La simbologia dei luoghi della Terra di Mezzo: la Foresta
1. La Foresta nella Terra di Mezzo
Luogo che la cultura e l'immaginario medievale hanno consacrato a terra di passaggio, mistero e imprevedibilità, la Foresta riveste un'importanza essenziale all'interno del percorso interiore che l'Eroe tolkeniano deve percorrere e portare a compimento. Questo luogo/simbolo, con le sue caratteristiche, è entrato pienamente a far parte della nostra cultura letteraria, veicolato dai romance di Chretien e dell'anonimo del Gawain, confluendo nella poesia romantica e nei testi gotici, inserendosi a pieno titolo nel fantasy contemporaneo e nell'opera di J. R. R. Tolkien.1
Ma qual era l'idea di Foresta nel Medioevo?
Nell'età altomedievale la maggior parte delle terre dell'Occidente europeo erano dominate da paesaggi verdi e boscosi. Le foreste assumevano, in questo contesto, diverse connotazioni nella tradizione orale, scritta e nel pensiero comune:2 luogo di eremitaggio, luogo solitario, rifugio per i culti pagani ma anche protezione per assassini e briganti in fuga; non di meno luogo utile, dove era possibile procurare cacciagione e risorse, ma anche spaventosamente vasta, densa, impenetrabile e inospitale.

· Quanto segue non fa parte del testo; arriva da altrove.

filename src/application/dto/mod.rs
pub mod articles;
pub mod auth;

pub use articles::{ArticleInput, ArticleRecord};
pub use auth::AuthenticatedUser;
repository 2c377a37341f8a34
pub mod article;
pub mod errors;
pub mod tag;
pub mod user;
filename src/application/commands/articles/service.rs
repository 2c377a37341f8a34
// src/application/commands/articles/service.rs
use std::sync::Arc;

use crate::application::{ports::tags::TagService, validation::ValidationLimits};

pub struct ArticleCommandService {
    pub(super) tag_service: Arc<dyn TagService>,
    pub(super) limits: ValidationLimits,
}

impl ArticleCommandService {
    pub fn new(tag_service: Arc<dyn TagService>, limits: ValidationLimits) -> Self {
        Self {
            tag_service,
            limits,
        }
    }

    pub fn limits(&self) -> &ValidationLimits {
        &self.limits
    }
}
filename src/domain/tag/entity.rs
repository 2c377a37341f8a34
// src/domain/tag/entity.rs
use crate::domain::tag::value_objects::TagId;
use crate::domain::user::UserId;
use serde::{Deserialize, Serialize};

#[derive(Debug, Clone, PartialEq, Eq, Serialize, Deserialize)]
#[serde(rename_all = "camelCase")]
pub struct Tag {
    pub id: TagId,
    pub owner_id: UserId,
    pub name: String,
}

impl Tag {
    pub fn new(id: impl Into<TagId>, owner_id: UserId, name: impl Into<String>) -> Self {
        Self {
            id: id.into(),
            owner_id,
            name: name.into(),
        }
    }

    /// A tag may only be attached to articles of the user who owns it.
    pub fn is_owned_by(&self, user_id: &UserId) -> bool {
        &self.owner_id == user_id
    }
}
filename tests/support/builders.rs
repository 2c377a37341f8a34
// tests/support/builders.rs
use quire_core::application::dto::ArticleInput;
use quire_core::domain::article::{ArticleType, ROOT_PUUID};

#[derive(Clone)]
pub struct InputBuilder {
    input: ArticleInput,
}

impl InputBuilder {
    /// A markdown article that passes every rule.
    pub fn new() -> Self {
        Self {
            input: ArticleInput {
                title: Some("Test Article".into()),
                path: Some("test-article".into()),
                markdown: Some("# Test\n\nbody".into()),
                html: Some("<h1>Test</h1><p>body</p>".into()),
                words: Some(2),
                ..ArticleInput::default()
            },
        }
    }

    /// A document article placed at the top of its document.
    pub fn document_article() -> Self {
        Self::new()
            .kind(ArticleType::DocumentArticle)
            .document("doc-1")
            .parent(ROOT_PUUID)
    }

    pub fn kind(mut self, kind: ArticleType) -> Self {
        self.input.article_type = kind;
        self
    }

    pub fn title(mut self, title: impl Into<String>) -> Self {
        self.input.title = Some(title.into());
        self
    }

    pub fn path(mut self, path: impl Into<String>) -> Self {
        self.input.path = Some(path.into());
        self
    }

    pub fn tags(mut self, raw: impl Into<String>) -> Self {
        self.input.tags = Some(raw.into());
        self
    }

    pub fn markdown(mut self, is_markdown: bool, body: Option<&str>) -> Self {
        self.input.is_markdown = is_markdown;
        self.input.markdown = body.map(String::from);
        self
    }

    pub fn top(mut self, top: bool) -> Self {
        self.input.top = top;
        self
    }

    pub fn document(mut self, uuid: &str) -> Self {
        self.input.document_uuid = Some(uuid.into());
        self
    }

    pub fn no_document(mut self) -> Self {
        self.input.document_uuid = None;
        self
    }

    pub fn parent(mut self, puuid: &str) -> Self {
        self.input.puuid = Some(puuid.into());
        self
    }

    pub fn no_parent(mut self) -> Self {
        self.input.puuid = None;
        self
    }

    pub fn build(self) -> ArticleInput {
        self.input
    }
}
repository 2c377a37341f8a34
pub mod commands;
pub mod dto;
pub mod error;
pub mod ports;
pub mod services;
pub mod validation;

pub use error::{ApplicationError, ApplicationResult};
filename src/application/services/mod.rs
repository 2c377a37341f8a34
// src/application/services/mod.rs
use std::sync::Arc;

use crate::application::{
    commands::articles::ArticleCommandService, ports::tags::TagService,
    validation::ValidationLimits,
};

pub struct ApplicationServices {
    pub article_commands: Arc<ArticleCommandService>,
}

impl ApplicationServices {
    pub fn new(tag_service: Arc<dyn TagService>, limits: ValidationLimits) -> Self {
        let article_commands = Arc::new(ArticleCommandService::new(
            Arc::clone(&tag_service),
            limits,
        ));

        Self { article_commands }
    }
}
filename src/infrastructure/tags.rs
// src/infrastructure/tags.rs
use crate::application::ports::tags::TagService;
use crate::domain::errors::DomainResult;
use crate::domain::tag::{Tag, TagId};
use crate::domain::user::UserId;
use std::collections::{HashMap, HashSet};

/// Read-only tag store seeded once per request. Answers in candidate order,
/// skipping unknown ids, tags of other users and repeated ids.
#[derive(Debug, Default)]
pub struct InMemoryTagService {
    tags: HashMap<TagId, Tag>,
}

impl InMemoryTagService {
    /// Later tags replace earlier ones with the same id.
    pub fn new(tags: impl IntoIterator<Item = Tag>) -> Self {
        Self {
            tags: tags.into_iter().map(|tag| (tag.id.clone(), tag)).collect(),
        }
    }
}

impl TagService for InMemoryTagService {
    fn check_tags(&self, candidates: &[TagId], owner_id: &UserId) -> DomainResult<Vec<Tag>> {
        let mut seen = HashSet::new();

        Ok(candidates
            .iter()
            .filter(|id| seen.insert(*id))
            .filter_map(|id| self.tags.get(id))
            .filter(|tag| tag.is_owned_by(owner_id))
            .cloned()
            .collect())
    }
}
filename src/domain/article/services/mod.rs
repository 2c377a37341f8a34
// src/domain/article/services/mod.rs
use crate::application::ports::tags::TagService;
use crate::domain::article::value_objects::TagList;
use crate::domain::errors::DomainResult;
use crate::domain::user::UserId;

/// Domain service resolving a client tag string into the canonical tag list of
/// an article. Tags that do not exist or belong to someone else are dropped.
pub struct ArticleTagService<'a> {
    tags: &'a dyn TagService,
}

impl<'a> ArticleTagService<'a> {
    pub fn new(tags: &'a dyn TagService) -> Self {
        Self { tags }
    }

    pub fn reconcile(&self, raw: Option<&str>, owner_id: &UserId) -> DomainResult<TagList> {
        let candidates = TagList::parse_candidates(raw)?;
        if candidates.is_empty() {
            return Ok(TagList::default());
        }

        let requested = candidates.len();
        let resolved: TagList = self
            .tags
            .check_tags(&candidates, owner_id)?
            .into_iter()
            .filter(|tag| tag.is_owned_by(owner_id))
            .map(|tag| tag.id)
            .collect();

        if resolved.len() < requested {
            tracing::debug!(
                owner = %owner_id,
                requested,
                kept = resolved.len(),
                "dropped tags that are unknown or not owned by the article owner"
            );
        }

        Ok(resolved)
    }
}
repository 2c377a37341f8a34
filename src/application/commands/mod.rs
pub mod articles;
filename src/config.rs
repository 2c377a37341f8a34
// src/config.rs
use crate::application::validation::ValidationLimits;
use std::env;
use thiserror::Error;

#[derive(Clone, Debug)]
pub struct AppConfig {
    limits: ValidationLimits,
    log_filter: String,
}

#[derive(Debug, Error, PartialEq, Eq)]
pub enum ConfigError {
    #[error("invalid configuration: {0}")]
    Invalid(String),
}

fn default_log_filter() -> String {
    "info".into()
}

impl AppConfig {
    /// Build configuration from environment variables, falling back to the
    /// form defaults for anything unset.
    pub fn from_env() -> Result<Self, ConfigError> {
        dotenvy::dotenv().ok();
        Self::from_lookup(|key| env::var(key).ok())
    }

    /// Same as [`AppConfig::from_env`] but reads keys through `lookup`.
    pub fn from_lookup<F>(lookup: F) -> Result<Self, ConfigError>
    where
        F: Fn(&str) -> Option<String>,
    {
        let defaults = ValidationLimits::default();
        let limits = ValidationLimits {
            title_max_chars: parse_limit(&lookup, "ARTICLE_TITLE_MAX_CHARS", defaults.title_max_chars)?,
            path_max_chars: parse_limit(&lookup, "ARTICLE_PATH_MAX_CHARS", defaults.path_max_chars)?,
            digest_max_chars: parse_limit(
                &lookup,
                "ARTICLE_DIGEST_MAX_CHARS",
                defaults.digest_max_chars,
            )?,
        };

        let log_filter = lookup("RUST_LOG").unwrap_or_else(default_log_filter);

        Ok(Self { limits, log_filter })
    }

    pub fn limits(&self) -> ValidationLimits {
        self.limits
    }

    pub fn log_filter(&self) -> &str {
        &self.log_filter
    }
}

impl Default for AppConfig {
    fn default() -> Self {
        Self {
            limits: ValidationLimits::default(),
            log_filter: default_log_filter(),
        }
    }
}

fn parse_limit<F>(lookup: &F, key: &'static str, default: usize) -> Result<usize, ConfigError>
where
    F: Fn(&str) -> Option<String>,
{
    match lookup(key) {
        None => Ok(default),
        Some(raw) => match raw.trim().parse::<usize>() {
            Ok(0) | Err(_) => Err(ConfigError::Invalid(format!(
                "{key} must be a positive integer, got '{raw}'"
            ))),
            Ok(value) => Ok(value),
        },
    }
}

#[cfg(test)]
mod tests {
    use super::*;
    use std::collections::HashMap;

    fn lookup_from(pairs: &[(&str, &str)]) -> impl Fn(&str) -> Option<String> {
        let map: HashMap<String, String> = pairs
            .iter()
            .map(|(k, v)| (k.to_string(), v.to_string()))
            .collect();
        move |key: &str| map.get(key).cloned()
    }

    #[test]
    fn unset_keys_fall_back_to_defaults() {
        let config = AppConfig::from_lookup(lookup_from(&[])).unwrap();
        assert_eq!(config.limits(), ValidationLimits::default());
        assert_eq!(config.log_filter(), "info");
    }

    #[test]
    fn limits_are_read_from_keys() {
        let config = AppConfig::from_lookup(lookup_from(&[
            ("ARTICLE_TITLE_MAX_CHARS", "80"),
            ("ARTICLE_PATH_MAX_CHARS", " 64 "),
            ("ARTICLE_DIGEST_MAX_CHARS", "1000"),
            ("RUST_LOG", "debug"),
        ]))
        .unwrap();
        assert_eq!(
            config.limits(),
            ValidationLimits {
                title_max_chars: 80,
                path_max_chars: 64,
                digest_max_chars: 1000,
            }
        );
        assert_eq!(config.log_filter(), "debug");
    }

    #[test]
    fn zero_or_garbage_limits_are_rejected() {
        for bad in ["0", "-1", "lots"] {
            let err = AppConfig::from_lookup(lookup_from(&[("ARTICLE_PATH_MAX_CHARS", bad)]))
                .unwrap_err();
            assert!(matches!(err, ConfigError::Invalid(msg) if msg.contains("ARTICLE_PATH_MAX_CHARS")));
        }
    }
}
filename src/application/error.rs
// src/application/error.rs
use crate::{application::validation::FieldErrors, domain::errors::DomainError};
use thiserror::Error;

pub type ApplicationResult<T> = Result<T, ApplicationError>;

#[derive(Debug, Error)]
pub enum ApplicationError {
    #[error(transparent)]
    Domain(#[from] DomainError),

    #[error("validation error: {0}")]
    Validation(#[from] FieldErrors),
}

impl ApplicationError {
    /// Stable machine-readable code for the rejection.
    pub fn kind(&self) -> &'static str {
        match self {
            ApplicationError::Domain(DomainError::Validation(_))
            | ApplicationError::Validation(_) => "validation_error",
            ApplicationError::Domain(DomainError::BadRequest(_)) => "bad_request",
            ApplicationError::Domain(DomainError::Rule(_)) => "rule_violation",
            ApplicationError::Domain(DomainError::Parse(_)) => "parse_error",
            ApplicationError::Domain(DomainError::Persistence(_)) => "infrastructure_error",
        }
    }

    /// Whether the caller can fix the request and try again.
    pub fn is_client_error(&self) -> bool {
        !matches!(self, ApplicationError::Domain(DomainError::Persistence(_)))
    }
}
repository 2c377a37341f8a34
use crate::application::validation::{FieldErrors, ValidationLimits};
use crate::domain::article::{Article, ArticleId, ArticleType, TagList};
use crate::domain::errors::DomainResult;
use crate::domain::user::UserId;
use serde::{Deserialize, Serialize};

fn default_true() -> bool {
    true
}

/// Untrusted create/update payload. Keys unknown to this struct, such as an
/// owner id, are ignored on deserialization.
#[derive(Debug, Clone, PartialEq, Eq, Serialize, Deserialize)]
#[serde(rename_all = "camelCase")]
pub struct ArticleInput {
    #[serde(default)]
    pub title: Option<String>,
    #[serde(default)]
    pub path: Option<String>,
    /// JSON array of tag identifiers, e.g. `["t1","t2"]`.
    #[serde(default)]
    pub tags: Option<String>,
    #[serde(default)]
    pub poster_tank_uuid: Option<String>,
    #[serde(default)]
    pub poster_url: Option<String>,
    #[serde(default)]
    pub digest: Option<String>,
    #[serde(default = "default_true")]
    pub is_markdown: bool,
    #[serde(default)]
    pub markdown: Option<String>,
    #[serde(default)]
    pub html: Option<String>,
    #[serde(default)]
    pub words: Option<u32>,
    #[serde(default)]
    pub privacy: bool,
    #[serde(default)]
    pub top: bool,
    #[serde(default = "default_true")]
    pub need_notify: bool,
    #[serde(default)]
    pub document_uuid: Option<String>,
    #[serde(default)]
    pub puuid: Option<String>,
    #[serde(rename = "type", default)]
    pub article_type: ArticleType,
}

impl Default for ArticleInput {
    fn default() -> Self {
        Self {
            title: None,
            path: None,
            tags: None,
            poster_tank_uuid: None,
            poster_url: None,
            digest: None,
            is_markdown: true,
            markdown: None,
            html: None,
            words: None,
            privacy: false,
            top: false,
            need_notify: true,
            document_uuid: None,
            puuid: None,
            article_type: ArticleType::Article,
        }
    }
}

impl ArticleInput {
    /// Structural field checks. Collects every violation instead of stopping
    /// at the first one.
    pub fn validate(&self, limits: &ValidationLimits) -> Result<(), FieldErrors> {
        let mut errors = FieldErrors::new();
        errors.check_length("title", self.title.as_deref(), limits.title_max_chars);
        errors.check_required("path", self.path.as_deref(), limits.path_max_chars);
        errors.check_optional("digest", self.digest.as_deref(), limits.digest_max_chars);
        errors.check_present("words", self.words.as_ref());
        errors.into_result()
    }
}

/// Persistence-ready view of an [`Article`]. The `tags` column holds the
/// canonical JSON array.
#[derive(Debug, Clone, PartialEq, Eq, Serialize, Deserialize)]
#[serde(rename_all = "camelCase")]
pub struct ArticleRecord {
    pub uuid: ArticleId,
    pub user_uuid: UserId,
    pub title: String,
    pub path: Option<String>,
    pub tags: String,
    pub poster_tank_uuid: Option<String>,
    pub poster_url: Option<String>,
    pub digest: Option<String>,
    pub is_markdown: bool,
    pub markdown: Option<String>,
    pub html: Option<String>,
    pub words: u32,
    pub privacy: bool,
    pub top: bool,
    pub need_notify: bool,
    pub document_uuid: Option<String>,
    pub puuid: Option<String>,
    #[serde(rename = "type")]
    pub article_type: ArticleType,
}

impl From<&Article> for ArticleRecord {
    fn from(article: &Article) -> Self {
        Self {
            uuid: article.id(),
            user_uuid: *article.owner_id(),
            title: article.title.clone(),
            path: article.path.clone(),
            tags: article.tags.to_json(),
            poster_tank_uuid: article.poster_tank_uuid.clone(),
            poster_url: article.poster_url.clone(),
            digest: article.digest.clone(),
            is_markdown: article.is_markdown,
            markdown: article.markdown.clone(),
            html: article.html.clone(),
            words: article.words,
            privacy: article.privacy,
            top: article.top,
            need_notify: article.need_notify,
            document_uuid: article.document_uuid.clone(),
            puuid: article.puuid.clone(),
            article_type: article.article_type,
        }
    }
}

impl From<Article> for ArticleRecord {
    fn from(article: Article) -> Self {
        Self::from(&article)
    }
}

impl ArticleRecord {
    /// Rehydrates a stored row so it can go through another update.
    pub fn into_article(self) -> DomainResult<Article> {
        let tags = TagList::new(TagList::parse_candidates(Some(&self.tags))?);
        let mut article = Article::with_identity(self.uuid, self.user_uuid);
        article.title = self.title;
        article.set_path(self.path);
        article.set_tags(tags);
        article.poster_tank_uuid = self.poster_tank_uuid;
        article.poster_url = self.poster_url;
        article.digest = self.digest;
        article.is_markdown = self.is_markdown;
        article.markdown = self.markdown;
        article.html = self.html;
        article.words = self.words;
        article.privacy = self.privacy;
        article.top = self.top;
        article.need_notify = self.need_notify;
        article.document_uuid = self.document_uuid;
        article.puuid = self.puuid;
        article.article_type = self.article_type;
        Ok(article)
    }
}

Se questa è la visione, l'idea che permane nell'immaginario collettivo dell'età di mezzo, è nei romance e nell'epica medievale che la Foresta esprime tutto il suo simbolismo: per Chretien è il luogo delle avventure e della riabilitazione dell'eroe Yvain, che infatti qui ha modo di mettere in mostra le sue qualità, coraggio e lealtà - vi incontrerà il fedele leone, compagno delle sue avventure – o delle insidie e delle prove del Perceval; nel Tristan di Béroul questo misterioso luogo, quasi mistico, si presenta sempre come un rifugio, poco accessibile comunque ai comuni mortali, ma paradisiaco e ricco di risorse per coloro che hanno il coraggio di inoltrarvisi e che posseggono le doti necessarie per vivervi all'interno; la Foresta è invece diventata simbolo dell'amore utopico e silvestre per i trovatori, che qui vi hanno ambientato i temi della fuga degli amanti;3 infine, nel Galvano e il Cavaliere Verde, opera conosciuta e studiata approfonditamente da Tolkien, la Foresta si presenta profonda, terribile e selvaggia, un luogo di tormento e di sfida, una prova superiore che una volta superata, condurrà l'eroe al meraviglioso castello di Bertilak.4
Nel Cinquecento e nel Seicento la Foresta si arricchisce di nuovi particolari descrittivi, tanto nella cultura, quanto nella letteratura e nel pensiero comune: non è più luogo indefinito, ma paesaggio dove si rispecchiano i desideri e le passioni dei personaggi che l'attraversano – così per la pazzia di Orlando – o luogo di sortilegi e perdizione nel poema del Tasso. Permane, comunque, quell'atmosfera di mistero e "densità" difficile da penetrare, costituita da piante e alberi oscuri, ombrosi, ambienti selvaggi in cui è facile smarrirsi.5
Con la progressiva scomparsa di zone verdi dall'Europa, a causa dell'attività dell'uomo e della crescente urbanizzazione, specialmente a partire dal Settecento, la Foresta diviene quella esotica, delle colonie americane, africane e indiane, rigogliosa, lussureggiante, lontana e quindi meno tenebrosa. Il Romanticismo, nell'esaltazione della natura e nella lotta contro l'industrializzazione, rivalutò la Foresta come simbolo di unione pacifica tra uomo e creato. I fratelli Grimm, esponenti di questa lezione, ambientarono le loro fiabe quasi esclusivamente nei boschi, luogo di esperienze morali significative e di incontri meravigliosi. Elemento indispensabile nei romanzi gotici e storici inglesi, questo luogo incantato confluirà nei romanzi di Tolkien.6
Nel Signore degli Anelli la foresta e il bosco rivestono un ruolo fondamentale; le foreste servono a scandire la narrazione, come fasi di passaggio in cui gli eroi si smarriscono, si imbattono in un grande pericolo e ne riemergono con l'insperato aiuto di un alleato imprevisto: Tom Bombadil salva gli hobbit dal Vecchio Uomo Salice, Barbalbero salva Merry e Pipino dagli Uruk. Può essere dimora di antichi regni elfici, quindi significare mutamenti positivi, o del Male nelle sue forme più orrende (Bosco Atro è dimora di malvagi ragni giganti), luogo dello smarrimento e della perdita di coscienza.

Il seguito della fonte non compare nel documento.